Deskriptiv konnte zudem gezeigt werden, dass Patient*innen mit komorbider Persönlichkeitsstörung im Fragebogen zur Therapie durchweg, mit Ausnahme eines Items, geringere Werte angaben, diese die Therapie also schlechter bewerteten als Patient*innen ohne Persönlichkeitsstörung. Diese Unterschiede waren jedoch marginal und sollten in weiteren Studien näher untersucht werden.
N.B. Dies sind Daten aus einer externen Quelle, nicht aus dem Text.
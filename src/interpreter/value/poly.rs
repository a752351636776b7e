//! Polynomial coefficient arithmetic.
//!
//! # Responsibilities
//! - Trims coefficient lists into canonical form.
//! - Differentiates and integrates coefficient lists.
//! - Evaluates a polynomial at a point via Horner's scheme.
//!
//! Coefficients are stored with the constant term first, so `coeffs[k]` is
//! the coefficient of `x^k`.

/// Drops trailing zero coefficients, keeping at least the constant term.
#[must_use]
pub fn trim(mut coeffs: Vec<f64>) -> Vec<f64> {
    while coeffs.len() > 1 && coeffs.last() == Some(&0.0) {
        coeffs.pop();
    }
    if coeffs.is_empty() {
        coeffs.push(0.0);
    }
    coeffs
}

/// Computes the derivative of a coefficient list.
///
/// # Example
/// ```
/// use concalc::interpreter::value::poly::derive;
///
/// // d/dx (1 + 2x + 3x^2) = 2 + 6x
/// assert_eq!(derive(&[1.0, 2.0, 3.0]), vec![2.0, 6.0]);
/// ```
#[must_use]
#[allow(clippy::cast_precision_loss)]
pub fn derive(coeffs: &[f64]) -> Vec<f64> {
    if coeffs.len() <= 1 {
        return vec![0.0];
    }
    coeffs.iter()
          .enumerate()
          .skip(1)
          .map(|(degree, c)| c * degree as f64)
          .collect()
}

/// Computes the antiderivative of a coefficient list, with constant 0.
#[must_use]
#[allow(clippy::cast_precision_loss)]
pub fn integrate(coeffs: &[f64]) -> Vec<f64> {
    let mut result = Vec::with_capacity(coeffs.len() + 1);
    result.push(0.0);
    for (degree, c) in coeffs.iter().enumerate() {
        result.push(c / (degree + 1) as f64);
    }
    trim(result)
}

/// Evaluates the polynomial at `x` using Horner's scheme.
#[must_use]
pub fn eval(coeffs: &[f64], x: f64) -> f64 {
    coeffs.iter().rev().fold(0.0, |acc, c| acc * x + c)
}

#[cfg(test)]
mod tests {
    use super::*;

    #[test]
    fn derive_then_integrate_loses_only_the_constant() {
        let p = vec![5.0, 0.0, 3.0];
        assert_eq!(integrate(&derive(&p)), vec![0.0, 0.0, 3.0]);
    }

    #[test]
    fn horner_matches_direct_evaluation() {
        // 1 + 2x + 3x^2 at x = 2 is 17
        assert_eq!(eval(&[1.0, 2.0, 3.0], 2.0), 17.0);
    }

    #[test]
    fn trimming_keeps_the_constant_term() {
        assert_eq!(trim(vec![0.0, 0.0]), vec![0.0]);
        assert_eq!(trim(vec![]), vec![0.0]);
    }
}
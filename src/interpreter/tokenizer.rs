use crate::{error::ParseError, interpreter::ops};

/// Classifies a token produced by the [`Tokenizer`].
///
/// The tokenizer never emits [`Function`](TokenKind::Function); identifiers
/// are reclassified as functions by the parser when a known function name is
/// followed by `(`.
#[derive(Debug, Clone, Copy, PartialEq, Eq)]
pub enum TokenKind {
    /// A numeric literal, possibly signed, in scientific notation or with a
    /// trailing imaginary `i`.
    Number,
    /// A variable or function name.
    Identifier,
    /// A registered operator symbol or word operator.
    Operator,
    /// A function name, assigned by the parser.
    Function,
    /// `(`
    LParen,
    /// `)`
    RParen,
    /// `,`
    Comma,
}

/// A lexeme together with its kind and character offset.
#[derive(Debug, Clone, PartialEq, Eq)]
pub struct Token {
    /// The token text as it appeared in the input.
    pub text: String,
    /// The token class.
    pub kind: TokenKind,
    /// Zero-based character offset of the first character.
    pub pos:  usize,
}

impl Token {
    fn new(text: impl Into<String>, kind: TokenKind, pos: usize) -> Self {
        Self { text: text.into(),
               kind,
               pos }
    }
}

/// Splits a preprocessed expression string into [`Token`]s.
///
/// Single pass with one character of lookahead and one token of lookback.
/// The lookback decides whether a `-` starts a signed literal or is the
/// subtraction operator.
///
/// # Example
/// ```
/// use concalc::interpreter::tokenizer::Tokenizer;
///
/// let mut tokens = Tokenizer::new("2+3*4");
/// let mut texts = Vec::new();
/// while tokens.has_next() {
///     texts.push(tokens.next().unwrap().text);
/// }
/// assert_eq!(texts, ["2", "+", "3", "*", "4"]);
/// ```
pub struct Tokenizer {
    chars: Vec<char>,
    pos:   usize,
    prev:  Option<TokenKind>,
}

impl Tokenizer {
    /// Creates a tokenizer over a preprocessed expression string.
    #[must_use]
    pub fn new(input: &str) -> Self {
        Self { chars: input.chars().collect(),
               pos:   0,
               prev:  None, }
    }

    /// Returns the current character offset.
    #[must_use]
    pub const fn pos(&self) -> usize {
        self.pos
    }

    fn skip_whitespace(&mut self) {
        while self.peek().is_some_and(char::is_whitespace) {
            self.pos += 1;
        }
    }

    fn peek(&self) -> Option<char> {
        self.chars.get(self.pos).copied()
    }

    fn peek_ahead(&self) -> Option<char> {
        self.chars.get(self.pos + 1).copied()
    }

    /// Returns `true` if another token can be produced.
    pub fn has_next(&mut self) -> bool {
        self.skip_whitespace();
        self.pos < self.chars.len()
    }

    /// Produces the next token.
    ///
    /// # Errors
    /// Returns [`ParseError::UnknownOperator`] for a symbol run that matches
    /// no registered operator.
    pub fn next(&mut self) -> Result<Token, ParseError> {
        self.skip_whitespace();
        let start = self.pos;
        let Some(ch) = self.peek() else {
            return Err(ParseError::EmptyExpression);
        };

        let token = if ch.is_ascii_digit() {
            self.scan_number(start)
        } else if ch == '-' && self.peek_ahead().is_some_and(|c| c.is_ascii_digit()) && self.sign_context() {
            // A sign, not a subtraction: fuse it into the literal it
            // precedes.
            self.pos += 1;
            let literal = self.next()?;
            Token::new(format!("-{}", literal.text), literal.kind, start)
        } else if ch.is_alphabetic() || ch == '_' {
            self.scan_identifier(start)
        } else if matches!(ch, '(' | ')' | ',') {
            self.pos += 1;
            let kind = match ch {
                '(' => TokenKind::LParen,
                ')' => TokenKind::RParen,
                _ => TokenKind::Comma,
            };
            Token::new(ch, kind, start)
        } else {
            self.scan_symbols(start)?
        };

        self.prev = Some(token.kind);
        Ok(token)
    }

    /// True when a `-` here is a sign: at the start of the input, or right
    /// after `(`, `,` or an operator.
    fn sign_context(&self) -> bool {
        matches!(self.prev,
                 None | Some(TokenKind::Operator | TokenKind::LParen | TokenKind::Comma))
    }

    fn scan_number(&mut self, start: usize) -> Token {
        let mut text = String::new();
        let mut last = '\0';
        while let Some(ch) = self.peek() {
            let exponent_sign =
                matches!(ch, '+' | '-') && matches!(last, 'e' | 'E') && !text.is_empty();
            if ch.is_ascii_digit() || matches!(ch, '.' | 'e' | 'E' | 'i') || exponent_sign {
                text.push(ch);
                last = ch;
                self.pos += 1;
            } else {
                break;
            }
        }
        Token::new(text, TokenKind::Number, start)
    }

    fn scan_identifier(&mut self, start: usize) -> Token {
        let mut text = String::new();
        while let Some(ch) = self.peek() {
            if ch.is_alphanumeric() || ch == '_' {
                text.push(ch);
                self.pos += 1;
            } else {
                break;
            }
        }
        let kind = if text.eq_ignore_ascii_case("i") {
            // The bare imaginary unit is a literal, not a variable.
            TokenKind::Number
        } else if ops::is_operator(&text) {
            TokenKind::Operator
        } else {
            TokenKind::Identifier
        };
        Token::new(text, kind, start)
    }

    fn scan_symbols(&mut self, start: usize) -> Result<Token, ParseError> {
        let mut text = String::new();
        while let Some(ch) = self.peek() {
            if ch.is_alphanumeric() || ch == '_' || ch.is_whitespace() || matches!(ch, '(' | ')' | ',') {
                break;
            }
            text.push(ch);
            self.pos += 1;
            // A following '-' belongs to the next token (signed literal or
            // subtraction), never to this run.
            if self.peek() == Some('-') {
                break;
            }
        }
        if ops::is_operator(&text) {
            Ok(Token::new(text, TokenKind::Operator, start))
        } else {
            Err(ParseError::UnknownOperator { text, pos: start })
        }
    }
}

#[cfg(test)]
mod tests {
    use super::*;

    fn all(input: &str) -> Vec<Token> {
        let mut tokenizer = Tokenizer::new(input);
        let mut out = Vec::new();
        while tokenizer.has_next() {
            out.push(tokenizer.next().unwrap());
        }
        out
    }

    fn texts(input: &str) -> Vec<String> {
        all(input).into_iter().map(|t| t.text).collect()
    }

    #[test]
    fn scientific_notation_stays_one_literal() {
        assert_eq!(texts("1.5e-3+2"), ["1.5e-3", "+", "2"]);
    }

    #[test]
    fn minus_after_operand_is_subtraction() {
        let tokens = all("5-3");
        assert_eq!(tokens[1].kind, TokenKind::Operator);
        assert_eq!(tokens[2].text, "3");
    }

    #[test]
    fn minus_after_operator_fuses_into_the_literal() {
        assert_eq!(texts("5*-3"), ["5", "*", "-3"]);
        assert_eq!(texts("MAX(-1,-2)"), ["MAX", "(", "-1", ",", "-2", ")"]);
    }

    #[test]
    fn imaginary_literals_and_the_bare_unit() {
        let tokens = all("3i+i");
        assert_eq!(tokens[0].text, "3i");
        assert_eq!(tokens[0].kind, TokenKind::Number);
        assert_eq!(tokens[2].kind, TokenKind::Number);
    }

    #[test]
    fn word_operators_are_operators_not_identifiers() {
        let tokens = all("1 or 2");
        assert_eq!(tokens[1].kind, TokenKind::Operator);
        let tokens = all("orange");
        assert_eq!(tokens[0].kind, TokenKind::Identifier);
    }

    #[test]
    fn multi_character_symbol_runs_must_be_registered() {
        assert_eq!(texts("1>=2"), ["1", ">=", "2"]);
        let mut tokenizer = Tokenizer::new("1@@2");
        tokenizer.next().unwrap();
        assert_eq!(tokenizer.next(),
                   Err(ParseError::UnknownOperator { text: "@@".into(),
                                                     pos:  1, }));
    }

    #[test]
    fn positions_are_character_offsets() {
        let tokens = all("10+x");
        assert_eq!(tokens[0].pos, 0);
        assert_eq!(tokens[1].pos, 2);
        assert_eq!(tokens[2].pos, 3);
    }
}
/// Parsing errors.
///
/// Defines all error types that can occur while tokenizing an expression,
/// converting it to RPN and validating the RPN sequence. Parse errors carry
/// character positions into the preprocessed expression where available.
pub mod parse_error;
/// Evaluation errors.
///
/// Contains all error types that can be raised while executing validated
/// RPN. Evaluation errors include domain failures such as assigning to a
/// non-variable, division by zero, negative factorials, and exhausted
/// history recursion.
pub mod eval_error;

pub use eval_error::EvalError;
pub use parse_error::ParseError;

#[derive(Debug, Clone, PartialEq, Eq)]
/// Top-level error type returned by [`Expression::eval`] and
/// [`Session::eval`].
///
/// Wraps either a [`ParseError`] (the expression never became valid RPN) or
/// an [`EvalError`] (the RPN failed while executing).
///
/// [`Expression::eval`]: crate::interpreter::evaluator::Expression::eval
/// [`Session::eval`]: crate::session::Session::eval
pub enum Error {
    /// The expression could not be parsed or validated.
    Parse(ParseError),
    /// The expression failed during evaluation.
    Eval(EvalError),
}

impl std::fmt::Display for Error {
    fn fmt(&self, f: &mut std::fmt::Formatter<'_>) -> std::fmt::Result {
        match self {
            Self::Parse(e) => write!(f, "{e}"),
            Self::Eval(e) => write!(f, "{e}"),
        }
    }
}

impl std::error::Error for Error {
    fn source(&self) -> Option<&(dyn std::error::Error + 'static)> {
        match self {
            Self::Parse(e) => Some(e),
            Self::Eval(e) => Some(e),
        }
    }
}

impl From<ParseError> for Error {
    fn from(e: ParseError) -> Self {
        Self::Parse(e)
    }
}

impl From<EvalError> for Error {
    fn from(e: EvalError) -> Self {
        Self::Eval(e)
    }
}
Insgesamt zeigen die Ergebnisse, dass Patient*innen mit komorbider Persönlichkeitsstörung nicht in geringerem Maß von der Therapie profitierten als Patient*innen, die keine komorbide Persönlichkeitsstörung aufwiesen. Aufgrund geringer Stichprobengrößen ist die Generalisierbarkeit dieser Befunde stark eingeschränkt, aber zumindest für die Patient*innen und Therapeut*innen der PTA Braunschweig sind diese Befunde wohl
ermutigend.

Prä-Post-Vergleich der Mittelwerte im GSI bei Patient*innen ohne
(n = 281) und mit komorbider Persönlichkeitsstörung (PST; n = 62)
Prä-Post-Vergleich der Mittelwerte des PHQ-9- bzw. GAD-7-Summenwerts bei Patient*innen ohne (n = 142 bzw. 43) und mit komorbider Persönlichkeitsstörung (PST; n = 34 bzw. 8)

[1] Schultz, T. (2021). Einfluss komorbider Persönlichkeitsstörungen auf die Symptomveränderung von Achse I-Störungen durch ambulante Verhaltenstherapie. Technische Universität Braunschweig: Unveröffentlichte Bachelorarbeit.